Hipsters, steampunk, retro and the alt-right
Nobody cares for a hipster, though we all have a little hipster in us.
And what is a hipster?
The hipster ironically appropriates fashions, styles, music and literature
from the past.
And running parallel to the hipster are two other trends: steampunk, and retro.
What is notable about these aesthetics from a political perspective is that each is a fetish about the past.
Steampunk revives Victoriana, and pushes it to an even more powerful position than it had in the actual Victorian Age.
The Victorians did not have computers and flying machines, but in a Steampunk universe these machines appear under steam power.
Victorians bestrode the world, but a Steampunk Victorian can consider conquering the universe.
Hipsters have also adopted Victorian styles — notably formidable whiskers on men.
Retro fashions emerged after the 2008 crash, with a nostalgic reflection of
times where consumer goods were scarce.
The period during and after the Second World War is the focus for retro.
This was a time where there was ordered disorder. That is to say the world was in military disorder, but this disorder was facilitated through hierarchical and often authoritarian political structures.
Retro aesthetics look back to a time when the economy was in crisis, but there was a sense that ‘someone’ was in charge.
And for a communist or fascist, well, a new helmsman was about to be in charge.
Politically these trends are reactionary in that they treat with fondness, nostalgia or wonder ages when Europeans enjoyed hegemony over the world.
The aesthetic is both anti-consumerist and nativist. My personal observation is that these aesthetics are rarely adopted by immigrant groups in the United Kingdom.
The success of the “Keep Calm and Carry On” poster after the 2008 crash exemplifies these trends.
The poster was successful because it harked back to a more hierarchical and reassuring age when ‘someone’ was in charge.
That ‘someone’ may have been the old class system, Winston Churchill, the aristocracy or the military — but it was not the invisible, unnamable, computerised financial system that shook the world in 2008.
There were no reassuring elites when the 2008 crash happened, and the democratic politicians were helpless — though they could not say so.
The Keep Calm poster is also quintessentially British, a quality disprivileged in the multicultural, globalised world.
Retro fashions and preoccupations — sewing, home baking — also hark back to the make do and mend ethos of the Great Depression and Second World War.
These aesthetics allow indigenous Western European people to celebrate their heritage in safe way at a time when it is ideologically suspect to praise the era of European imperialism, for the celebration is mediated by irony.
These trends represent a nostalgic longing for a time before multinational capitalism, global consumer aesthetics and mass migration to the West.
It makes sense that Gavin McInnes, a co-founder of hipster touchstone Vice Magazine, is involved in the new dissident right, which divides into the ‘alt-light’ and the ‘alt-right’. The former are civic nationalists, and the latter cleave to an organic nationalism.

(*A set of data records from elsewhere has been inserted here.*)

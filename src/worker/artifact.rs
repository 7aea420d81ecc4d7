//! Artifact loading seams and entry-point resolution.

use std::sync::Arc;

use async_trait::async_trait;
use serde::Serialize;
use serde_json::Value;
use tokio::sync::mpsc;

use super::BuildError;

/// Maximum namespace depth searched for a runnable entry point. Export
/// shapes are not statically known, so the walk gives up past this depth
/// instead of chasing a pathological tree.
pub const EXPORT_SEARCH_DEPTH: usize = 5;

/// Flags handed to an entry point for a single run.
#[derive(Debug, Clone, Serialize)]
pub struct RunFlags {
    pub level: Value,
}

/// A started build run. `done` carries the instance's output; the worker
/// forwards only the first value.
pub struct RunningBuild {
    pub done: mpsc::Receiver<Value>,
}

/// A resolved, runnable entry point, cached per artifact reference for the
/// worker's lifetime.
pub trait EntryPoint: Send + Sync + std::fmt::Debug {
    /// Artifact display name for logs.
    fn name(&self) -> &str;

    /// Start one run with the given flags.
    fn start(&self, flags: RunFlags) -> Result<RunningBuild, BuildError>;
}

/// Loads artifacts by reference. The worker calls this at most once per
/// distinct reference.
#[async_trait]
pub trait ArtifactLoader: Send + Sync {
    async fn load(&self, artifact_ref: &str) -> Result<Arc<dyn EntryPoint>, BuildError>;
}

/// Locate the first runnable entry point in an export namespace.
///
/// Descends into the first child of each namespace; a namespace exposing
/// an `init` key terminates the search. Siblings past the first child are
/// never visited. Returns the key path to the entry namespace, or
/// [`BuildError::EntryPointNotFound`] once the walk has passed
/// [`EXPORT_SEARCH_DEPTH`] levels without a hit.
pub fn find_entry_point(exports: &Value) -> Result<Vec<String>, BuildError> {
    let mut node = exports;
    let mut path = Vec::new();
    for _ in 0..EXPORT_SEARCH_DEPTH {
        let Some((key, child)) = node.as_object().and_then(|obj| obj.iter().next()) else {
            break;
        };
        path.push(key.clone());
        if child.get("init").is_some() {
            return Ok(path);
        }
        node = child;
    }
    Err(BuildError::EntryPointNotFound {
        depth: EXPORT_SEARCH_DEPTH,
    })
}

#[cfg(test)]
mod tests {
    use super::*;
    use serde_json::json;

    /// Build an export tree with `init` nested `levels` namespaces deep.
    fn nested(levels: usize) -> Value {
        let mut node = json!({ "init": true });
        for i in (0..levels).rev() {
            let mut map = serde_json::Map::new();
            map.insert(format!("NS{i}"), node);
            node = Value::Object(map);
        }
        node
    }

    #[test]
    fn finds_entry_at_the_first_level() {
        let path = find_entry_point(&nested(1)).unwrap();
        assert_eq!(path, vec!["NS0"]);
    }

    #[test]
    fn finds_entry_at_the_depth_bound() {
        let path = find_entry_point(&nested(EXPORT_SEARCH_DEPTH)).unwrap();
        assert_eq!(path.len(), EXPORT_SEARCH_DEPTH);
    }

    #[test]
    fn gives_up_one_level_past_the_bound() {
        let err = find_entry_point(&nested(EXPORT_SEARCH_DEPTH + 1)).unwrap_err();
        assert!(matches!(err, BuildError::EntryPointNotFound { depth } if depth == EXPORT_SEARCH_DEPTH));
    }

    #[test]
    fn only_the_first_sibling_is_walked() {
        // init lives in the second sibling — the walk never sees it.
        let exports = json!({
            "Dead": { "end": {} },
            "Alive": { "init": true }
        });
        let err = find_entry_point(&exports).unwrap_err();
        assert!(matches!(err, BuildError::EntryPointNotFound { .. }));
    }

    #[test]
    fn empty_and_scalar_namespaces_give_not_found() {
        assert!(find_entry_point(&json!({})).is_err());
        assert!(find_entry_point(&json!({ "Root": 3 })).is_err());
    }
}
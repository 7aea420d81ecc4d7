//! Background build worker.
//!
//! Executes artifact builds off the interactive path. Requests arrive on a
//! channel and are handled one at a time, but a started run forwards its
//! completion from a spawned task — so builds overlap freely and finish in
//! execution order, not submission order.
//!
//! The worker owns the compiled-artifact cache for its whole lifetime:
//! each distinct reference is loaded and linked at most once, and entries
//! are never evicted or invalidated.

pub mod artifact;
pub mod dylib;

use std::collections::HashMap;
use std::sync::atomic::{AtomicUsize, Ordering};
use std::sync::Arc;

use serde_json::Value;
use thiserror::Error;
use tokio::sync::mpsc;
use tracing::{debug, info, warn};

use crate::protocol::{ErrorBody, Frame};
use artifact::{ArtifactLoader, EntryPoint, RunFlags};

/// Errors on the build path. Each maps to a stable wire code so the editor
/// can tell a bad reference from a bad artifact.
#[derive(Debug, Error)]
pub enum BuildError {
    /// The artifact reference could not be loaded and linked.
    #[error("failed to load artifact `{reference}`: {reason}")]
    LoadFailure { reference: String, reason: String },
    /// No namespace exposing `init` within the bounded search depth.
    #[error("no runnable entry point within {depth} namespace levels")]
    EntryPointNotFound { depth: usize },
    /// The artifact loaded but refused to start a run.
    #[error("artifact failed to start: {0}")]
    StartFailure(String),
}

impl BuildError {
    pub fn code(&self) -> &'static str {
        match self {
            BuildError::LoadFailure { .. } => "LoadFailure",
            BuildError::EntryPointNotFound { .. } => "EntryPointNotFound",
            BuildError::StartFailure(_) => "StartFailure",
        }
    }
}

/// One build submission, routed back to the submitting endpoint.
pub struct BuildRequest {
    /// Artifact reference.
    pub build: String,
    /// Caller-chosen correlation token, echoed back verbatim.
    pub run: Value,
    /// Level payload forwarded into the entry point untouched.
    pub level: Value,
    /// Where the single reply frame goes.
    pub reply_to: mpsc::Sender<Frame>,
}

/// Cloneable handle to the build worker.
#[derive(Clone)]
pub struct BuildWorker {
    tx: mpsc::Sender<BuildRequest>,
    in_flight: Arc<AtomicUsize>,
}

impl BuildWorker {
    /// Spawn the worker loop. The artifact cache lives inside the loop and
    /// dies with it.
    pub fn spawn(loader: Arc<dyn ArtifactLoader>) -> Self {
        let (tx, rx) = mpsc::channel(64);
        let in_flight = Arc::new(AtomicUsize::new(0));
        tokio::spawn(run_loop(rx, loader, Arc::clone(&in_flight)));
        Self { tx, in_flight }
    }

    /// Submit a build. Exactly one `{run, data}` or `{run, error}` frame
    /// carrying the same token arrives later on `reply_to` — unless the
    /// artifact's instance never emits, which stalls only that call.
    pub async fn submit(&self, request: BuildRequest) {
        if self.tx.send(request).await.is_err() {
            warn!("build worker is gone — dropping submission");
        }
    }

    /// Number of builds currently awaiting their done signal.
    pub fn in_flight(&self) -> usize {
        self.in_flight.load(Ordering::Relaxed)
    }
}

async fn run_loop(
    mut rx: mpsc::Receiver<BuildRequest>,
    loader: Arc<dyn ArtifactLoader>,
    in_flight: Arc<AtomicUsize>,
) {
    let mut cache: HashMap<String, Arc<dyn EntryPoint>> = HashMap::new();

    while let Some(request) = rx.recv().await {
        let entry = match cache.get(&request.build) {
            Some(entry) => Arc::clone(entry),
            None => match loader.load(&request.build).await {
                Ok(entry) => {
                    info!(artifact = %request.build, name = entry.name(), "artifact loaded");
                    cache.insert(request.build.clone(), Arc::clone(&entry));
                    entry
                }
                Err(err) => {
                    warn!(artifact = %request.build, error = %err, "artifact load failed");
                    send_failure(&request.reply_to, request.run, &err).await;
                    continue;
                }
            },
        };

        match entry.start(RunFlags {
            level: request.level,
        }) {
            Ok(mut running) => {
                debug!(artifact = %request.build, "build started");
                in_flight.fetch_add(1, Ordering::Relaxed);
                let in_flight = Arc::clone(&in_flight);
                let reply_to = request.reply_to;
                let run = request.run;
                let build = request.build;
                tokio::spawn(async move {
                    // Forward the first done value only; later emissions
                    // from a chatty instance are dropped.
                    match running.done.recv().await {
                        Some(data) => {
                            let _ = reply_to.send(Frame::BuildDone { run, data }).await;
                        }
                        None => {
                            warn!(artifact = %build, "build instance exited without a result");
                        }
                    }
                    in_flight.fetch_sub(1, Ordering::Relaxed);
                });
            }
            Err(err) => {
                warn!(artifact = %request.build, error = %err, "build start failed");
                send_failure(&request.reply_to, request.run, &err).await;
            }
        }
    }
    debug!("build worker loop stopped");
}

async fn send_failure(reply_to: &mpsc::Sender<Frame>, run: Value, err: &BuildError) {
    let frame = Frame::BuildFailed {
        run,
        error: ErrorBody {
            code: err.code().to_string(),
            message: err.to_string(),
        },
    };
    let _ = reply_to.send(frame).await;
}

For many years observers have noted women in predominantly Muslim societies taking up the veil that their mothers abandoned in favour of a modern and ‘liberated’ look.
In the rise of retro, steampunk and hipsters we see a similar aesthetic revolt against globalised capitalism in the West.
Whether aesthetics drives politics, politics aesthetics or another combination I cannot say.
But the aesthetic trend in the West and the Islamic world is reactionary, and anti-capitalist.